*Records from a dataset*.
-------------------------

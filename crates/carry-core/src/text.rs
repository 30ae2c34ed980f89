//! Small text helpers shared by the indexer and the refactorings.

use crate::edit::TextRange;

/// Lower-cases the first character of `name` if it is an ASCII upper-case letter.
///
/// `Invoice` becomes `invoice`, `URLParser` becomes `uRLParser`; already
/// decapitalized names are returned unchanged.
pub fn decapitalize(name: &str) -> String {
    let mut chars = name.chars();
    match chars.next() {
        Some(first) if first.is_uppercase() => {
            let mut out = String::with_capacity(name.len());
            out.extend(first.to_lowercase());
            out.push_str(chars.as_str());
            out
        }
        _ => name.to_string(),
    }
}

/// Prefixes every non-empty line of `block` with `indent`.
#[must_use]
pub fn indent_block(block: &str, indent: &str) -> String {
    let mut out = String::with_capacity(block.len() + indent.len() * 4);
    for line in block.split_inclusive('\n') {
        let line_stripped = line.strip_suffix('\n').unwrap_or(line);
        if !line_stripped.trim().is_empty() {
            out.push_str(indent);
            out.push_str(line_stripped);
        }
        if line.ends_with('\n') {
            out.push('\n');
        }
    }
    out
}

/// Removes common leading indentation from all non-empty lines in `block`.
#[must_use]
pub fn dedent_block(block: &str) -> String {
    let lines: Vec<&str> = block.lines().collect();
    let min_indent = lines
        .iter()
        .filter(|l| !l.trim().is_empty())
        .map(|l| l.chars().take_while(|c| c.is_whitespace()).count())
        .min()
        .unwrap_or(0);

    let mut out = String::with_capacity(block.len());
    for (idx, line) in lines.iter().enumerate() {
        if idx > 0 {
            out.push('\n');
        }
        if line.trim().is_empty() {
            continue;
        }
        let byte_idx = line
            .char_indices()
            .nth(min_indent)
            .map(|(i, _)| i)
            .unwrap_or(line.len());
        out.push_str(&line[byte_idx..]);
    }
    if block.ends_with('\n') {
        out.push('\n');
    }
    out
}

/// Widens `range` to whole lines when only whitespace surrounds it on its first and last line.
///
/// The result swallows the leading indentation and the trailing line break, so deleting it does
/// not leave a blank line behind.
pub fn expand_to_lines(text: &str, range: TextRange) -> TextRange {
    let before = &text[..range.start];
    let line_start = before.rfind('\n').map(|p| p + 1).unwrap_or(0);
    let start = if before[line_start..].trim().is_empty() {
        line_start
    } else {
        range.start
    };

    let after = &text[range.end..];
    let line_end = after.find('\n').map(|p| range.end + p + 1);
    let end = match line_end {
        Some(end) if text[range.end..end].trim().is_empty() => end,
        None if after.trim().is_empty() => text.len(),
        _ => range.end,
    };

    TextRange::new(start, end)
}

/// Leading whitespace of the line containing `offset`.
pub fn line_indent(text: &str, offset: usize) -> &str {
    let line_start = text[..offset].rfind('\n').map(|p| p + 1).unwrap_or(0);
    let line = &text[line_start..];
    let len = line.len() - line.trim_start_matches([' ', '\t']).len();
    &line[..len]
}

#[derive(Debug, Copy, Clone, Eq, PartialEq, Hash)]
pub struct LineCol {
    /// Zero-based line.
    pub line: u32,
    /// Zero-based byte column.
    pub col: u32,
}

/// Pre-computed line start offsets for a particular text snapshot.
#[derive(Clone, Debug, Eq, PartialEq)]
pub struct LineIndex {
    line_starts: Vec<usize>,
    text_len: usize,
}

impl LineIndex {
    pub fn new(text: &str) -> Self {
        let mut line_starts = vec![0];
        line_starts.extend(
            text.bytes()
                .enumerate()
                .filter(|(_, b)| *b == b'\n')
                .map(|(i, _)| i + 1),
        );
        Self {
            line_starts,
            text_len: text.len(),
        }
    }

    pub fn line_count(&self) -> u32 {
        self.line_starts.len() as u32
    }

    /// Convert a byte offset to a line/column pair. Offsets past the end are clamped.
    pub fn line_col(&self, offset: usize) -> LineCol {
        let offset = offset.min(self.text_len);
        let line = match self.line_starts.binary_search(&offset) {
            Ok(line) => line,
            Err(insert) => insert.saturating_sub(1),
        };
        LineCol {
            line: line as u32,
            col: (offset - self.line_starts[line]) as u32,
        }
    }
}
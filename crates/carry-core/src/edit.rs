use std::collections::BTreeMap;
use std::fmt;

use serde::{Deserialize, Serialize};
use thiserror::Error;

/// Identifier for a workspace file.
///
/// This is the path of the file relative to the workspace root, using `/` separators.
#[derive(Clone, Debug, PartialEq, Eq, PartialOrd, Ord, Hash, Serialize, Deserialize)]
pub struct FileId(pub String);

impl FileId {
    pub fn new(path: impl Into<String>) -> Self {
        Self(path.into())
    }

    pub fn as_str(&self) -> &str {
        &self.0
    }
}

impl fmt::Display for FileId {
    fn fmt(&self, f: &mut fmt::Formatter<'_>) -> fmt::Result {
        f.write_str(&self.0)
    }
}

/// A half-open text range `[start, end)` in UTF-8 byte offsets.
#[derive(Clone, Copy, Debug, PartialEq, Eq, PartialOrd, Ord, Hash, Serialize, Deserialize)]
pub struct TextRange {
    pub start: usize,
    pub end: usize,
}

impl TextRange {
    pub fn new(start: usize, end: usize) -> Self {
        assert!(start <= end, "invalid range: {start}..{end}");
        Self { start, end }
    }

    pub fn empty(offset: usize) -> Self {
        Self::new(offset, offset)
    }

    pub fn len(self) -> usize {
        self.end.saturating_sub(self.start)
    }

    pub fn is_empty(self) -> bool {
        self.start == self.end
    }

    pub fn contains(self, offset: usize) -> bool {
        self.start <= offset && offset < self.end
    }

    /// Returns `true` if `other` lies entirely within `self`.
    pub fn contains_range(self, other: TextRange) -> bool {
        self.start <= other.start && other.end <= self.end
    }

    pub fn intersects(self, other: TextRange) -> bool {
        self.start < other.end && other.start < self.end
    }

    /// The part of `text` this range covers.
    pub fn slice(self, text: &str) -> &str {
        &text[self.start..self.end]
    }
}

/// A single file edit.
#[derive(Clone, Debug, PartialEq, Eq, Serialize, Deserialize)]
pub struct TextEdit {
    pub file: FileId,
    pub range: TextRange,
    pub replacement: String,
}

impl TextEdit {
    pub fn insert(file: FileId, offset: usize, text: impl Into<String>) -> Self {
        Self {
            file,
            range: TextRange::empty(offset),
            replacement: text.into(),
        }
    }

    pub fn replace(file: FileId, range: TextRange, text: impl Into<String>) -> Self {
        Self {
            file,
            range,
            replacement: text.into(),
        }
    }

    pub fn delete(file: FileId, range: TextRange) -> Self {
        Self {
            file,
            range,
            replacement: String::new(),
        }
    }
}

/// A set of edits across potentially multiple files.
///
/// The edits are expected to be normalized (sorted, deduplicated, non-overlapping)
/// before being applied.
#[derive(Clone, Debug, Default, PartialEq, Eq, Serialize, Deserialize)]
pub struct WorkspaceEdit {
    pub edits: Vec<TextEdit>,
}

impl WorkspaceEdit {
    pub fn new(edits: Vec<TextEdit>) -> Self {
        Self { edits }
    }

    pub fn is_empty(&self) -> bool {
        self.edits.is_empty()
    }

    /// Files touched by this edit, in deterministic order.
    pub fn files(&self) -> Vec<&FileId> {
        let mut files: Vec<&FileId> = self.edits.iter().map(|e| &e.file).collect();
        files.sort();
        files.dedup();
        files
    }

    /// Returns edits grouped by file in deterministic order.
    pub fn edits_by_file(&self) -> BTreeMap<&FileId, Vec<&TextEdit>> {
        let mut map: BTreeMap<&FileId, Vec<&TextEdit>> = BTreeMap::new();
        for edit in &self.edits {
            map.entry(&edit.file).or_default().push(edit);
        }
        for edits in map.values_mut() {
            edits.sort_by(|a, b| {
                a.range
                    .start
                    .cmp(&b.range.start)
                    .then_with(|| a.range.end.cmp(&b.range.end))
                    .then_with(|| a.replacement.cmp(&b.replacement))
            });
        }
        map
    }

    /// Normalize edits (sort, deduplicate, and validate non-overlap).
    ///
    /// Inserts at the same offset are merged in the order they were staged.
    pub fn normalize(&mut self) -> Result<(), EditError> {
        // Stable sort so same-offset inserts keep their staging order.
        self.edits.sort_by(|a, b| {
            a.file
                .cmp(&b.file)
                .then_with(|| a.range.start.cmp(&b.range.start))
                .then_with(|| a.range.end.cmp(&b.range.end))
        });

        let mut merged: Vec<TextEdit> = Vec::with_capacity(self.edits.len());
        for edit in self.edits.drain(..) {
            if let Some(last) = merged.last_mut() {
                if last.file == edit.file && last.range == edit.range {
                    if last.replacement == edit.replacement {
                        continue;
                    }
                    if last.range.is_empty() {
                        last.replacement.push_str(&edit.replacement);
                        continue;
                    }
                    return Err(EditError::OverlappingEdits {
                        file: edit.file,
                        first: last.range,
                        second: edit.range,
                    });
                }
            }
            merged.push(edit);
        }

        self.edits = merged;

        let mut current_file: Option<&FileId> = None;
        let mut prev: Option<TextRange> = None;
        for edit in &self.edits {
            if current_file.map(|f| f != &edit.file).unwrap_or(true) {
                current_file = Some(&edit.file);
                prev = None;
            }

            if let Some(prev_range) = prev {
                if edit.range.start < prev_range.end {
                    return Err(EditError::OverlappingEdits {
                        file: edit.file.clone(),
                        first: prev_range,
                        second: edit.range,
                    });
                }
            }

            prev = Some(edit.range);
        }

        Ok(())
    }

    /// Apply this edit to an in-memory snapshot, returning the updated snapshot.
    ///
    /// The input snapshot is left untouched, so a failure never leaves a partially edited
    /// workspace behind.
    pub fn apply_to(
        &self,
        files: &BTreeMap<FileId, String>,
    ) -> Result<BTreeMap<FileId, String>, EditError> {
        apply_workspace_edit(files, self)
    }
}

#[derive(Debug, Error, Clone, PartialEq, Eq)]
pub enum EditError {
    #[error("overlapping edits in {file}: {first:?} overlaps {second:?}")]
    OverlappingEdits {
        file: FileId,
        first: TextRange,
        second: TextRange,
    },
    #[error("text edit range {range:?} is outside the file bounds (len={len}) in {file}")]
    OutOfBounds {
        file: FileId,
        range: TextRange,
        len: usize,
    },
    #[error("text edit offset {offset} is not on a UTF-8 character boundary in {file}")]
    InvalidUtf8Boundary { file: FileId, offset: usize },
    #[error("unknown file {0}")]
    UnknownFile(FileId),
}

/// Apply a set of edits to `original` and return the modified text.
///
/// The input edits must be non-overlapping and valid for the `original` text.
pub fn apply_text_edits(original: &str, edits: &[TextEdit]) -> Result<String, EditError> {
    if edits.is_empty() {
        return Ok(original.to_string());
    }

    let mut sorted: Vec<&TextEdit> = edits.iter().collect();
    sorted.sort_by(|a, b| {
        b.range
            .start
            .cmp(&a.range.start)
            .then_with(|| b.range.end.cmp(&a.range.end))
    });

    let mut out = original.to_string();
    for edit in sorted {
        let len = out.len();
        if edit.range.end > len || edit.range.start > edit.range.end {
            return Err(EditError::OutOfBounds {
                file: edit.file.clone(),
                range: edit.range,
                len,
            });
        }
        for offset in [edit.range.start, edit.range.end] {
            if !out.is_char_boundary(offset) {
                return Err(EditError::InvalidUtf8Boundary {
                    file: edit.file.clone(),
                    offset,
                });
            }
        }

        out.replace_range(edit.range.start..edit.range.end, &edit.replacement);
    }

    Ok(out)
}

/// Apply a [`WorkspaceEdit`] to a snapshot of file contents.
pub fn apply_workspace_edit(
    files: &BTreeMap<FileId, String>,
    edit: &WorkspaceEdit,
) -> Result<BTreeMap<FileId, String>, EditError> {
    let mut normalized = edit.clone();
    normalized.normalize()?;

    let mut out = files.clone();
    for (file, edits) in normalized.edits_by_file() {
        let original = files
            .get(file)
            .ok_or_else(|| EditError::UnknownFile(file.clone()))?;
        let owned: Vec<TextEdit> = edits.into_iter().cloned().collect();
        let updated = apply_text_edits(original, &owned)?;
        out.insert(file.clone(), updated);
    }
    Ok(out)
}

#[cfg(test)]
mod tests {
    use super::*;
    use pretty_assertions::assert_eq;

    fn file() -> FileId {
        FileId::new("A.java")
    }

    #[test]
    fn normalize_merges_inserts_in_staging_order() {
        let mut edit = WorkspaceEdit::new(vec![
            TextEdit::insert(file(), 3, "b"),
            TextEdit::insert(file(), 3, "a"),
            TextEdit::insert(file(), 3, "b"),
        ]);
        edit.normalize().unwrap();
        assert_eq!(edit.edits, vec![TextEdit::insert(file(), 3, "ba")]);
    }

    #[test]
    fn normalize_rejects_overlaps() {
        let mut edit = WorkspaceEdit::new(vec![
            TextEdit::replace(file(), TextRange::new(0, 4), "x"),
            TextEdit::replace(file(), TextRange::new(2, 6), "y"),
        ]);
        let err = edit.normalize().unwrap_err();
        assert!(matches!(err, EditError::OverlappingEdits { .. }));
    }

    #[test]
    fn insert_at_end_of_deleted_range_is_not_an_overlap() {
        let mut edit = WorkspaceEdit::new(vec![
            TextEdit::delete(file(), TextRange::new(0, 4)),
            TextEdit::insert(file(), 4, "!"),
        ]);
        edit.normalize().unwrap();
        let out = apply_text_edits("abcdef", &edit.edits).unwrap();
        assert_eq!(out, "!ef");
    }

    #[test]
    fn apply_workspace_edit_keeps_input_untouched_on_error() {
        let mut files = BTreeMap::new();
        files.insert(file(), "abc".to_string());
        let edit = WorkspaceEdit::new(vec![TextEdit::replace(
            file(),
            TextRange::new(1, 10),
            "x",
        )]);
        let err = apply_workspace_edit(&files, &edit).unwrap_err();
        assert!(matches!(err, EditError::OutOfBounds { len: 3, .. }));
        assert_eq!(files[&file()], "abc");
    }

    #[test]
    fn apply_workspace_edit_reports_unknown_files() {
        let files = BTreeMap::new();
        let edit = WorkspaceEdit::new(vec![TextEdit::insert(file(), 0, "x")]);
        assert_eq!(
            apply_workspace_edit(&files, &edit).unwrap_err(),
            EditError::UnknownFile(file())
        );
    }
}
use std::fmt;

use carry_core::{FileId, TextRange};
use carry_java::{FieldId, MethodId, TypeName};
use serde::Serialize;

use crate::inject::InjectedField;
use crate::movability::StayReason;

/// A site the move could not handle mechanically. Conflicts are reported, never fatal.
#[derive(Clone, Debug, PartialEq, Eq, Serialize)]
#[serde(tag = "kind", rename_all = "kebab-case")]
pub enum Conflict {
    /// A call whose receiver expression is too complex to rewrite.
    UnrewritableCallSite {
        file: FileId,
        range: TextRange,
        callee: MethodId,
        qualifier: String,
    },
    /// A call in moved code whose target could not be determined.
    UnresolvedCall {
        file: FileId,
        range: TextRange,
        method: MethodId,
        name: String,
    },
    /// `this` or `super` used as a value in moved code.
    ReceiverUse {
        file: FileId,
        range: TextRange,
        method: MethodId,
    },
}

impl Conflict {
    pub fn file(&self) -> &FileId {
        match self {
            Conflict::UnrewritableCallSite { file, .. }
            | Conflict::UnresolvedCall { file, .. }
            | Conflict::ReceiverUse { file, .. } => file,
        }
    }

    pub fn range(&self) -> TextRange {
        match self {
            Conflict::UnrewritableCallSite { range, .. }
            | Conflict::UnresolvedCall { range, .. }
            | Conflict::ReceiverUse { range, .. } => *range,
        }
    }
}

impl fmt::Display for Conflict {
    fn fmt(&self, f: &mut fmt::Formatter<'_>) -> fmt::Result {
        match self {
            Conflict::UnrewritableCallSite {
                file,
                range,
                callee,
                qualifier,
            } => write!(
                f,
                "{file}@{}: call to {callee} through `{qualifier}` was left unchanged",
                range.start
            ),
            Conflict::UnresolvedCall {
                file,
                range,
                method,
                name,
            } => write!(
                f,
                "{file}@{}: call to `{name}` in {method} could not be resolved",
                range.start
            ),
            Conflict::ReceiverUse {
                file,
                range,
                method,
            } => write!(
                f,
                "{file}@{}: {method} passes `this` or `super` as a value",
                range.start
            ),
        }
    }
}

#[derive(Clone, Debug, PartialEq, Eq, Serialize)]
pub struct StayedMethod {
    pub method: MethodId,
    pub reason: StayReason,
}

/// Summary of a completed move.
#[derive(Clone, Debug, PartialEq, Eq, Serialize)]
pub struct MoveReport {
    pub root: MethodId,
    pub target: TypeName,
    /// Methods moved along with the root, in declaration order.
    pub helpers: Vec<MethodId>,
    pub stayed: Vec<StayedMethod>,
    pub injected_fields: Vec<InjectedField>,
    pub removed_fields: Vec<FieldId>,
    pub conflicts: Vec<Conflict>,
}

impl MoveReport {
    pub fn has_conflicts(&self) -> bool {
        !self.conflicts.is_empty()
    }
}

fn plural(n: usize, word: &str) -> String {
    if n == 1 {
        format!("{n} {word}")
    } else {
        format!("{n} {word}s")
    }
}

impl fmt::Display for MoveReport {
    fn fmt(&self, f: &mut fmt::Formatter<'_>) -> fmt::Result {
        writeln!(
            f,
            "Moved {} to {} with {}.",
            self.root,
            self.target,
            plural(self.helpers.len(), "helper method")
        )?;
        for helper in &self.helpers {
            writeln!(f, "  + {}", helper.signature())?;
        }
        if !self.stayed.is_empty() {
            writeln!(
                f,
                "{} stayed in {} because they are still referenced from outside the moved group:",
                plural(self.stayed.len(), "method"),
                self.root.owner.simple_name()
            )?;
            for stayed in &self.stayed {
                writeln!(f, "  - {}: {}", stayed.method.signature(), stayed.reason)?;
            }
        }
        for field in &self.injected_fields {
            writeln!(
                f,
                "Added field {}.{} of type {}.",
                field.owner.simple_name(),
                field.name,
                field.ty.simple_name()
            )?;
        }
        for field in &self.removed_fields {
            writeln!(f, "Removed unused field {field}.")?;
        }
        if !self.conflicts.is_empty() {
            writeln!(f, "{}:", plural(self.conflicts.len(), "conflict"))?;
            for conflict in &self.conflicts {
                writeln!(f, "  ! {conflict}")?;
            }
        }
        Ok(())
    }
}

-------------------------

*Work to be completed*.
Please copy only these lines, exactly: the first line of the records through the line containing "pub fn dedent_block(block: &str)", ends included.

*Response area*.
filename crates/carry-core/src/text.rs
repository 30ae2c34ed980f89
//! Small text helpers shared by the indexer and the refactorings.

use crate::edit::TextRange;

/// Lower-cases the first character of `name` if it is an ASCII upper-case letter.
///
/// `Invoice` becomes `invoice`, `URLParser` becomes `uRLParser`; already
/// decapitalized names are returned unchanged.
pub fn decapitalize(name: &str) -> String {
    let mut chars = name.chars();
    match chars.next() {
        Some(first) if first.is_uppercase() => {
            let mut out = String::with_capacity(name.len());
            out.extend(first.to_lowercase());
            out.push_str(chars.as_str());
            out
        }
        _ => name.to_string(),
    }
}

/// Prefixes every non-empty line of `block` with `indent`.
#[must_use]
pub fn indent_block(block: &str, indent: &str) -> String {
    let mut out = String::with_capacity(block.len() + indent.len() * 4);
    for line in block.split_inclusive('\n') {
        let line_stripped = line.strip_suffix('\n').unwrap_or(line);
        if !line_stripped.trim().is_empty() {
            out.push_str(indent);
            out.push_str(line_stripped);
        }
        if line.ends_with('\n') {
            out.push('\n');
        }
    }
    out
}

/// Removes common leading indentation from all non-empty lines in `block`.
#[must_use]
pub fn dedent_block(block: &str) -> String {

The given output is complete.